Cost of goods sold for the three months ended June 30, 2003 was $2,178,830, or 52% of revenue, compared to $2,093,738 or 57% of revenue, for the same period last year. For the six month period ended June 30, 2003, cost of goods sold was $4,271,152, or 54% of revenue, compared to $4,004,113 or 55% of revenue, for the comparable period in 2002. The increase in cost of goods sold in absolute dollars for both the three and six months ended June 30, 2003, reflects the increase in sales generated by the Company.
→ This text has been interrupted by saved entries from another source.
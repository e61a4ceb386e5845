//! Core flashcard engine shared by the sync library and the authority server.
//!
//! Provides:
//! - Markdown parser for flashcard files
//! - Spaced repetition algorithm implementations (SM-2, FSRS)
//! - Answer matching for typed mode (Levenshtein distance, token diff)
//! - Review grading
//! - Shared types (Card, CardState, Rating, etc.)

pub mod algorithm;
pub mod error;
pub mod matching;
pub mod parser;
pub mod study;
pub mod types;

pub use algorithm::{
    get_algorithm, initial_state, schedule, Scheduler, SchedulingResult, SpacedRepetitionAlgorithm,
};
pub use error::{ParseWarning, ValidationError};
pub use matching::{
    compare, diff, levenshtein_distance, normalized_similarity, DiffSegment, DiffType, MatchResult,
};
pub use parser::{inject_ids, parse, parse_all, ParsedFile, Records};
pub use study::{grade, Answer, Graded};
pub use types::{
    deck_path_for, Algorithm, AnswerMode, Card, CardRecord, CardState, CardStatus, DeckSettings,
    DeviceId, EffectiveSettings, GlobalSettings, MatchingMode, Rating, RatingScale, Review,
};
The Companys major product lines have different profit margins, as well as multiple profit margins within each product line. In the course of the periods compared, there may be significant changes in the cost of revenues as a percentage of revenue depending on the mix of product sold.
Total operating expenses for the three months ended June 30, 2003 were $1,693,196 or 41% of revenue, as compared to $1,451,822 or 40% of revenue for the same period last year, which is an increase of $241,374 or 17%. Operating expenses for the six months ended June 30, 2003 were $3,168,912 or 40% of revenue, as compared to $2,976,923 or 42% of revenue, for the same period last year, an increase of $191,989 or 6%.
Research and development expenses for the three months ended June 30, 2003 were $281,374 compared to $182,654 for the three months ended June 30, 2002, an increase of $98,720 or 54%. The increase in research and development expenses was primarily due to an increase in payroll and related costs of approximately $57,000, an increase in research and development costs of approximately $50,000, partially offset by a decrease in consulting expense of approximately $10,000.
Research and development expenses for the six months ended June 30, 2003 were $491,971 compared to $442,456 for the six months ended June 30, 2002, an increase of $49,515 or 11%. The increase in research and development expenses was primarily due to an increase in payroll costs of approximately $26,000, an increase in research and development costs of approximately $48,000, partially offset by a decrease in patent amortization costs of approximately $12,000, and a decrease in consulting expense of approximately $10,000.
10
Selling expenses for the three months ended June 30, 2003 increased $98,982 or 13%, compared to the three months ended June 30, 2002, from $770,657 to $869,639. The principal increases in selling expenses were due to an increase in commission expenses of approximately $69,000, an increase in general overhead costs of approximately $19,000, and an increase in advertising expenses of approximately $15,000, partially offset by a decrease in grinding media selling costs of approximately $24,000.
Selling expenses for the six months ended June 30, 2003 increased approximately $82,000 or 6% compared to the six months ended June 30, 2002, from $1,502,783 to $1,584,760. The increases were due principally to an increase in commission expenses of approximately $103,000, an increase in laboratory costs of approximately $13,000, and an increase in advertising costs of approximately $6,000, partially offset by a decrease in grinding media selling costs of approximately $63,000.
For the three months ended June 30, 2003, general and administrative expenses increased by approximately $44,000 or 9%, from $498,511 to $542,183. The increase in general and administrative expenses is principally due to an increase in general overhead costs of approximately $50,000, an increase in salaries and related costs of approximately $24,000, and an increase in consultant fees of approximately $18,000, offset by a decrease in professional fees of approximately $38,000.
For the six months ended June 30, 2003, general and administrative expenses increased by approximately $60,000 or 6%, from $1,031,684 to $1,092,181. The increase in general and administrative expenses is principally due to an increase in general overhead costs of approximately $61,000, an increase in salaries and related costs of approximately $27,000, partially offset by a decrease in professional fees of approximately $20,000.
Interest expense for the three months ended June 30, 2003 decreased approximately $14,000 or 31% to $31,028 compared to $44,900 for the three months ended June 30, 2002. The overall decrease is due primarily to the paydown in December 2002 of a note payable.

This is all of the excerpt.